▶ About this exercise:
Check each line of the listing below for the string "middleware", and give only how many lines hold it.

▶ Given entries:
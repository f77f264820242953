//! Configuration for the user service

/// Configuration for the user service
#[derive(Debug, Clone)]
pub struct UserServiceConfig {
    /// bcrypt work factor used when hashing passwords
    pub bcrypt_cost: u32,
}

impl Default for UserServiceConfig {
    fn default() -> Self {
        Self {
            bcrypt_cost: bcrypt::DEFAULT_COST,
        }
    }
}

impl UserServiceConfig {
    pub fn with_bcrypt_cost(bcrypt_cost: u32) -> Self {
        Self { bcrypt_cost }
    }
}
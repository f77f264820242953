//! User service for registration, account maintenance and role profiles.

use std::sync::Arc;

use kloom_shared::utils::validation::{is_valid_email, normalize_email};

use super::config::UserServiceConfig;
use super::password::hash_password;
use crate::domain::entities::user::{NewUser, Profile, User, UserChanges, UserId, UserRole};
use crate::errors::{DomainError, DomainResult, ValidationError};
use crate::repositories::UserRepository;

/// Registration input carrying the plain-text password
#[derive(Debug, Clone)]
pub struct CreateUser {
    pub email: String,
    pub password: String,
    pub name: Option<String>,
    pub phone: Option<String>,
    pub role: UserRole,
}

/// Partial account update; the role cannot be changed
#[derive(Debug, Clone, Default)]
pub struct UpdateUser {
    pub email: Option<String>,
    pub password: Option<String>,
    pub name: Option<String>,
    pub phone: Option<String>,
}

/// Service for managing users and their profiles
pub struct UserService<U>
where
    U: UserRepository,
{
    repository: Arc<U>,
    config: UserServiceConfig,
}

impl<U> UserService<U>
where
    U: UserRepository,
{
    /// Create a new user service
    pub fn new(repository: Arc<U>, config: UserServiceConfig) -> Self {
        Self { repository, config }
    }

    /// Register a new user
    ///
    /// The email is normalized before the uniqueness check. The profile is
    /// created separately through [`UserService::upsert_profile`].
    pub async fn create_user(&self, input: CreateUser) -> DomainResult<User> {
        let email = checked_email(&input.email)?;
        if input.password.is_empty() {
            return Err(ValidationError::required("password").into());
        }

        if self.repository.exists_by_email(&email).await? {
            tracing::warn!(event = "duplicate_email", "Registration with an existing email");
            return Err(DomainError::conflict("Email already registered"));
        }

        let password_hash = hash_password(&input.password, self.config.bcrypt_cost).await?;
        let new_user = NewUser::new(email, password_hash, input.role)
            .with_name(input.name)
            .with_phone(input.phone);

        let user = self.repository.create(new_user).await?;
        tracing::info!(
            user_id = user.id,
            role = %user.role,
            event = "user_created",
            "Registered new user"
        );
        Ok(user)
    }

    /// Fetch an active user with profile attached
    pub async fn get_user(&self, id: UserId) -> DomainResult<User> {
        self.repository
            .find_by_id(id)
            .await?
            .ok_or_else(|| DomainError::not_found("User"))
    }

    /// Apply a partial update to the caller's own account
    pub async fn update_user(
        &self,
        caller: UserId,
        id: UserId,
        input: UpdateUser,
    ) -> DomainResult<User> {
        ensure_self(caller, id)?;

        let email = input.email.as_deref().map(checked_email).transpose()?;
        let password_hash = match input.password.as_deref() {
            Some("") => return Err(ValidationError::required("password").into()),
            Some(password) => Some(hash_password(password, self.config.bcrypt_cost).await?),
            None => None,
        };

        let changes = UserChanges {
            email,
            password_hash,
            name: input.name,
            phone: input.phone,
        };
        if changes.is_empty() {
            return self.get_user(id).await;
        }

        let user = self
            .repository
            .update(id, changes)
            .await?
            .ok_or_else(|| DomainError::not_found("User"))?;
        tracing::info!(user_id = user.id, event = "user_updated", "Updated user");
        Ok(user)
    }

    /// Soft-delete the caller's own account
    pub async fn delete_user(&self, caller: UserId, id: UserId) -> DomainResult<()> {
        ensure_self(caller, id)?;

        if !self.repository.soft_delete(id).await? {
            return Err(DomainError::not_found("User"));
        }
        tracing::info!(user_id = id, event = "user_deleted", "Soft-deleted user");
        Ok(())
    }

    /// Create or replace the caller's role profile
    pub async fn upsert_profile(
        &self,
        caller: UserId,
        user_id: UserId,
        profile: Profile,
    ) -> DomainResult<Profile> {
        ensure_self(caller, user_id)?;

        let user = self.get_user(user_id).await?;
        profile.ensure_role(user.role)?;

        let profile = self.repository.save_profile(user_id, profile).await?;
        tracing::info!(
            user_id = user_id,
            role = %profile.role(),
            event = "profile_saved",
            "Saved user profile"
        );
        Ok(profile)
    }

    /// Fetch the profile of an active user
    pub async fn get_profile(&self, user_id: UserId) -> DomainResult<Profile> {
        self.get_user(user_id).await?;
        self.repository
            .find_profile(user_id)
            .await?
            .ok_or_else(|| DomainError::not_found("Profile"))
    }
}

fn checked_email(raw: &str) -> DomainResult<String> {
    let email = normalize_email(raw);
    if is_valid_email(&email) {
        Ok(email)
    } else {
        Err(ValidationError::InvalidEmail.into())
    }
}

fn ensure_self(caller: UserId, id: UserId) -> DomainResult<()> {
    if caller == id {
        Ok(())
    } else {
        Err(DomainError::unauthorized(
            "Users can only modify their own account",
        ))
    }
}
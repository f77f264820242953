//! Mapping of domain and request-parsing failures to HTTP responses
//!
//! | Failure | Status |
//! |---|---|
//! | `NotFound` | 404 |
//! | `Conflict` | 409 |
//! | `Unauthorized` (ownership, role) | 403 |
//! | `Validation` / `ValidationErr`, malformed body/query/path | 400 |
//! | `Database` / `Internal` | 500 |
//!
//! Missing or invalid bearer tokens never reach this module; the JWT
//! middleware answers them with 401.

use actix_web::{
    error::{InternalError, JsonPayloadError, PathError, QueryPayloadError},
    http::StatusCode,
    Error, HttpRequest, HttpResponse,
};
use kloom_core::errors::DomainError;
use kloom_shared::errors::{error_codes, ErrorResponse};
use validator::{ValidationErrors, ValidationErrorsKind};

/// Handle domain errors and convert them to appropriate HTTP responses
pub fn handle_domain_error(error: DomainError) -> HttpResponse {
    let (status, body) = match &error {
        DomainError::NotFound { resource } => (
            StatusCode::NOT_FOUND,
            ErrorResponse::new(error_codes::NOT_FOUND, format!("{} not found", resource)),
        ),
        DomainError::Conflict { message } => (
            StatusCode::CONFLICT,
            ErrorResponse::new(error_codes::CONFLICT, message.clone()),
        ),
        DomainError::Unauthorized { message } => (
            StatusCode::FORBIDDEN,
            ErrorResponse::new(error_codes::FORBIDDEN, message.clone()),
        ),
        DomainError::Validation { message } => (
            StatusCode::BAD_REQUEST,
            ErrorResponse::new(error_codes::VALIDATION_ERROR, message.clone()),
        ),
        DomainError::ValidationErr(validation) => {
            let mut body =
                ErrorResponse::new(error_codes::VALIDATION_ERROR, validation.to_string());
            if let Some(field) = validation.field() {
                body = body.add_detail("field", field);
            }
            (StatusCode::BAD_REQUEST, body)
        }
        DomainError::Database { .. } => (
            StatusCode::INTERNAL_SERVER_ERROR,
            ErrorResponse::new(error_codes::DATABASE_ERROR, "A database error occurred"),
        ),
        DomainError::Internal { .. } => (
            StatusCode::INTERNAL_SERVER_ERROR,
            ErrorResponse::new(error_codes::INTERNAL_ERROR, "An internal error occurred"),
        ),
    };

    if status.is_server_error() {
        log::error!("Domain Error: {:?}", error);
    } else {
        log::debug!("Domain Error: {:?}", error);
    }

    HttpResponse::build(status).json(body)
}

/// 400 listing the failing fields of a DTO
pub fn validation_error_response(errors: &ValidationErrors) -> HttpResponse {
    let mut body = ErrorResponse::new(error_codes::VALIDATION_ERROR, "Invalid request data");
    for (field, field_errors) in errors.field_errors() {
        let messages: Vec<String> = field_errors
            .iter()
            .map(|e| {
                e.message
                    .as_ref()
                    .map(|m| m.to_string())
                    .unwrap_or_else(|| e.code.to_string())
            })
            .collect();
        body = body.add_detail(field.to_string(), messages);
    }
    // nested DTOs (preference lists) report only the offending field
    for (field, kind) in errors.errors() {
        if !matches!(kind, ValidationErrorsKind::Field(_)) {
            body = body.add_detail(field.to_string(), vec!["invalid"]);
        }
    }

    log::debug!("Request validation failed: {:?}", body.details);
    HttpResponse::BadRequest().json(body)
}

fn bad_request(message: String) -> HttpResponse {
    HttpResponse::BadRequest().json(ErrorResponse::new(error_codes::BAD_REQUEST, message))
}

/// Error handler for `web::JsonConfig`
pub fn json_error_handler(err: JsonPayloadError, _req: &HttpRequest) -> Error {
    let response = bad_request(format!("Invalid JSON body: {}", err));
    InternalError::from_response(err, response).into()
}

/// Error handler for `web::QueryConfig`
pub fn query_error_handler(err: QueryPayloadError, _req: &HttpRequest) -> Error {
    let response = bad_request(format!("Invalid query string: {}", err));
    InternalError::from_response(err, response).into()
}

/// Error handler for `web::PathConfig`
pub fn path_error_handler(err: PathError, _req: &HttpRequest) -> Error {
    let response = bad_request(format!("Invalid path parameter: {}", err));
    InternalError::from_response(err, response).into()
}
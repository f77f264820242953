//! Property request service module: franchise sourcing requests.

mod service;

pub use service::PropertyRequestService;
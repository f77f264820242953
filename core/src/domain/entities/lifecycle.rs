//! Logical lifecycle shared by users, properties and property requests.

use serde::{Deserialize, Serialize};

/// Whether a record is live or has been soft-deleted.
///
/// Records are never physically removed; deletion moves them to `Deleted`
/// and every default read excludes them.
#[derive(Debug, Clone, Copy, PartialEq, Eq, Hash, Serialize, Deserialize, Default)]
#[serde(rename_all = "lowercase")]
pub enum RecordState {
    #[default]
    Active,
    Deleted,
}

impl RecordState {
    /// Map the persisted `is_deleted` column to a state
    pub fn from_deleted_flag(is_deleted: bool) -> Self {
        if is_deleted {
            RecordState::Deleted
        } else {
            RecordState::Active
        }
    }

    /// Value of the persisted `is_deleted` column
    pub fn is_deleted(&self) -> bool {
        matches!(self, RecordState::Deleted)
    }

    /// Whether default reads may return the record
    pub fn is_active(&self) -> bool {
        matches!(self, RecordState::Active)
    }
}
//! CORS middleware configuration for cross-origin requests.
//!
//! Web clients call the API from the listing site and the franchise
//! dashboard. With no configured origins every origin is accepted, which
//! is what local development wants; deployments list their origins in
//! `ALLOWED_ORIGINS` or the `cors` section of the config file.

use actix_cors::Cors;
use actix_web::http::{header, Method};
use kloom_shared::config::CorsConfig;

/// Creates a CORS middleware instance from configuration.
pub fn create_cors(config: &CorsConfig) -> Cors {
    let mut cors = Cors::default()
        .allowed_methods(vec![
            Method::GET,
            Method::POST,
            Method::PUT,
            Method::PATCH,
            Method::DELETE,
            Method::OPTIONS,
        ])
        .allowed_headers(vec![
            header::AUTHORIZATION,
            header::ACCEPT,
            header::CONTENT_TYPE,
            header::ORIGIN,
            header::HeaderName::from_static("x-requested-with"),
        ])
        .max_age(config.max_age);

    if config.allows_any_origin() {
        log::info!("Configuring CORS to accept any origin");
        cors = cors.allow_any_origin();
    } else {
        for origin in &config.allowed_origins {
            log::info!("Adding allowed origin: {}", origin);
            cors = cors.allowed_origin(origin);
        }
    }

    if config.allow_credentials {
        cors = cors.supports_credentials();
    }

    cors
}

#[cfg(test)]
mod tests {
    use super::*;
    use actix_web::{http::StatusCode, test, web, App, HttpResponse};

    async fn ok() -> HttpResponse {
        HttpResponse::Ok().finish()
    }

    #[actix_web::test]
    async fn test_any_origin_by_default() {
        let app = test::init_service(
            App::new()
                .wrap(create_cors(&CorsConfig::default()))
                .route("/", web::get().to(ok)),
        )
        .await;

        let req = test::TestRequest::get()
            .uri("/")
            .insert_header((header::ORIGIN, "https://anywhere.example"))
            .to_request();
        let resp = test::call_service(&app, req).await;

        assert_eq!(resp.status(), StatusCode::OK);
        assert!(resp
            .headers()
            .contains_key(header::ACCESS_CONTROL_ALLOW_ORIGIN));
    }

    #[actix_web::test]
    async fn test_restricted_origins() {
        let config = CorsConfig {
            allowed_origins: vec!["https://kloom.kr".to_string()],
            ..Default::default()
        };
        let app = test::init_service(
            App::new()
                .wrap(create_cors(&config))
                .route("/", web::get().to(ok)),
        )
        .await;

        let allowed = test::TestRequest::get()
            .uri("/")
            .insert_header((header::ORIGIN, "https://kloom.kr"))
            .to_request();
        let resp = test::call_service(&app, allowed).await;
        assert_eq!(
            resp.headers()
                .get(header::ACCESS_CONTROL_ALLOW_ORIGIN)
                .unwrap(),
            "https://kloom.kr"
        );
    }
}
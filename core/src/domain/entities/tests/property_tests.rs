//! Unit tests for property entity

use chrono::Utc;

use crate::domain::entities::property::{
    NewProperty, PropertyAttributes, PropertyChanges, PropertyFilter, PropertyStatus,
};
use crate::errors::ValidationError;

#[test]
fn test_new_property_defaults() {
    let property = NewProperty::new(7, PropertyAttributes::new("Flat", "Seoul"))
        .into_property(1, Utc::now());

    assert_eq!(property.agent_id, 7);
    assert_eq!(property.status, PropertyStatus::Available);
    assert!(!property.is_deleted());
    assert!(!property.attributes.renovated);
    assert!(property.is_owned_by(7));
    assert!(!property.is_owned_by(8));
}

#[test]
fn test_missing_area_unit_is_derived() {
    let attrs = PropertyAttributes {
        area_m2: Some(33.06),
        ..PropertyAttributes::new("Flat", "Seoul")
    };
    let new_property = NewProperty::new(1, attrs);
    assert_eq!(new_property.attributes.area_pyeong, Some(10.0));

    let attrs = PropertyAttributes {
        area_pyeong: Some(10.0),
        ..PropertyAttributes::new("Flat", "Seoul")
    };
    let new_property = NewProperty::new(1, attrs);
    assert_eq!(new_property.attributes.area_m2, Some(33.06));
}

#[test]
fn test_supplied_areas_are_kept() {
    let attrs = PropertyAttributes {
        area_m2: Some(50.0),
        area_pyeong: Some(20.0),
        ..PropertyAttributes::new("Flat", "Seoul")
    };
    let new_property = NewProperty::new(1, attrs);
    assert_eq!(new_property.attributes.area_m2, Some(50.0));
    assert_eq!(new_property.attributes.area_pyeong, Some(20.0));
}

#[test]
fn test_attributes_validation() {
    assert!(PropertyAttributes::new("Flat", "Seoul").validate().is_ok());
    assert_eq!(
        PropertyAttributes::new("  ", "Seoul").validate(),
        Err(ValidationError::required("title"))
    );
    assert_eq!(
        PropertyAttributes::new("Flat", "").validate(),
        Err(ValidationError::required("address"))
    );

    let negative = PropertyAttributes {
        area_m2: Some(-1.0),
        ..PropertyAttributes::new("Flat", "Seoul")
    };
    assert!(negative.validate().is_err());
}

#[test]
fn test_status_wire_names() {
    assert_eq!(
        serde_json::to_string(&PropertyStatus::OffMarket).unwrap(),
        "\"offMarket\""
    );
    assert_eq!(
        "offMarket".parse::<PropertyStatus>().unwrap(),
        PropertyStatus::OffMarket
    );
    assert_eq!(PropertyStatus::Available.as_str(), "available");
    assert!("gone".parse::<PropertyStatus>().is_err());
}

#[test]
fn test_changes_apply_partially() {
    let mut property = NewProperty::new(7, PropertyAttributes::new("Flat", "Seoul"))
        .into_property(1, Utc::now());

    let changes = PropertyChanges {
        monthly_rent: Some(900_000),
        status: Some(PropertyStatus::Rented),
        ..Default::default()
    };
    assert!(!changes.is_empty());
    changes.apply_to(&mut property);

    assert_eq!(property.attributes.monthly_rent, Some(900_000));
    assert_eq!(property.status, PropertyStatus::Rented);
    assert_eq!(property.attributes.title, "Flat");
    assert!(PropertyChanges::default().is_empty());
}

#[test]
fn test_changes_reject_blank_title() {
    let changes = PropertyChanges {
        title: Some(String::new()),
        ..Default::default()
    };
    assert_eq!(changes.validate(), Err(ValidationError::required("title")));
}

#[test]
fn test_changes_reject_negative_area() {
    let changes = PropertyChanges {
        area_pyeong: Some(-1.0),
        ..Default::default()
    };
    assert!(matches!(
        changes.validate(),
        Err(ValidationError::OutOfRange { field, .. }) if field == "area_pyeong"
    ));
}

#[test]
fn test_changes_derive_the_other_area_unit() {
    let mut property = NewProperty::new(
        7,
        PropertyAttributes {
            area_m2: Some(33.06),
            ..PropertyAttributes::new("Flat", "Seoul")
        },
    )
    .into_property(1, Utc::now());

    PropertyChanges {
        area_m2: Some(66.12),
        ..Default::default()
    }
    .apply_to(&mut property);
    assert_eq!(property.attributes.area_m2, Some(66.12));
    assert_eq!(property.attributes.area_pyeong, Some(20.0));

    let both = PropertyChanges {
        area_m2: Some(50.0),
        area_pyeong: Some(15.0),
        ..Default::default()
    };
    assert_eq!(both.clone().with_both_areas(), both);
}

#[test]
fn test_filter_matching() {
    let property = NewProperty::new(7, PropertyAttributes::new("Flat", "Seoul"))
        .into_property(1, Utc::now());

    assert!(PropertyFilter::default().matches(&property));
    assert!(PropertyFilter::by_agent(7).matches(&property));
    assert!(!PropertyFilter::by_agent(8).matches(&property));

    let sold = PropertyFilter {
        status: Some(PropertyStatus::Sold),
        ..Default::default()
    };
    assert!(!sold.matches(&property));
}

#[test]
fn test_flattened_serialization() {
    let property = NewProperty::new(7, PropertyAttributes::new("Flat", "Seoul"))
        .into_property(1, Utc::now());
    let json = serde_json::to_value(&property).unwrap();

    assert_eq!(json["title"], "Flat");
    assert_eq!(json["status"], "available");
    assert_eq!(json["agent_id"], 7);
}
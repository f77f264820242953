//! Active-record scoping for soft-deletable tables
//!
//! Every default read of `users`, `properties` and `property_requests`
//! starts from one of these builders, so the `is_deleted = FALSE`
//! predicate is always present. Callers append further conditions with
//! ` AND ...`.

use sqlx::{MySql, QueryBuilder};

#[derive(Debug, Clone, Copy)]
pub(crate) struct ActiveScope {
    table: &'static str,
    alias: &'static str,
}

pub(crate) const USERS: ActiveScope = ActiveScope::new("users", "u");
pub(crate) const PROPERTIES: ActiveScope = ActiveScope::new("properties", "p");
pub(crate) const REQUESTS: ActiveScope = ActiveScope::new("property_requests", "r");

impl ActiveScope {
    const fn new(table: &'static str, alias: &'static str) -> Self {
        Self { table, alias }
    }

    /// `SELECT <columns> FROM <table> <alias> WHERE <alias>.is_deleted = FALSE`
    pub(crate) fn select<'args>(&self, columns: &str) -> QueryBuilder<'args, MySql> {
        self.select_joined(columns, "")
    }

    /// Same as [`ActiveScope::select`] with join clauses before the filter
    pub(crate) fn select_joined<'args>(
        &self,
        columns: &str,
        joins: &str,
    ) -> QueryBuilder<'args, MySql> {
        let mut sql = format!("SELECT {} FROM {} {}", columns, self.table, self.alias);
        if !joins.is_empty() {
            sql.push(' ');
            sql.push_str(joins);
        }
        sql.push_str(&format!(" WHERE {}.is_deleted = FALSE", self.alias));
        QueryBuilder::new(sql)
    }

    /// `SELECT COUNT(*)` over the active rows
    pub(crate) fn count<'args>(&self) -> QueryBuilder<'args, MySql> {
        self.select("COUNT(*)")
    }

    /// `UPDATE <table> SET ` ready for a separated column list
    ///
    /// Finish with [`ActiveScope::push_active_id`].
    pub(crate) fn update<'args>(&self) -> QueryBuilder<'args, MySql> {
        QueryBuilder::new(format!("UPDATE {} SET ", self.table))
    }

    /// Flag one active row as deleted
    pub(crate) fn soft_delete<'args>(&self, id: i64) -> QueryBuilder<'args, MySql> {
        let mut builder =
            QueryBuilder::new(format!("UPDATE {} SET is_deleted = TRUE", self.table));
        Self::push_active_id(&mut builder, id);
        builder
    }

    /// ` WHERE id = ? AND is_deleted = FALSE` for single-table statements
    pub(crate) fn push_active_id(builder: &mut QueryBuilder<'_, MySql>, id: i64) {
        builder
            .push(" WHERE id = ")
            .push_bind(id)
            .push(" AND is_deleted = FALSE");
    }
}

#[cfg(test)]
mod tests {
    use super::*;

    #[test]
    fn test_select_always_filters_deleted_rows() {
        let builder = PROPERTIES.select("p.id, p.title");
        assert_eq!(
            builder.sql(),
            "SELECT p.id, p.title FROM properties p WHERE p.is_deleted = FALSE"
        );
    }

    #[test]
    fn test_joins_come_before_the_filter() {
        let builder =
            PROPERTIES.select_joined("p.id", "JOIN favorites f ON f.property_id = p.id");
        assert_eq!(
            builder.sql(),
            "SELECT p.id FROM properties p JOIN favorites f ON f.property_id = p.id \
             WHERE p.is_deleted = FALSE"
        );
    }

    #[test]
    fn test_count_and_soft_delete() {
        assert_eq!(
            USERS.count().sql(),
            "SELECT COUNT(*) FROM users u WHERE u.is_deleted = FALSE"
        );
        assert_eq!(
            REQUESTS.soft_delete(7).sql(),
            "UPDATE property_requests SET is_deleted = TRUE WHERE id = ? AND is_deleted = FALSE"
        );
    }
}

▶ Answer to the problem:
3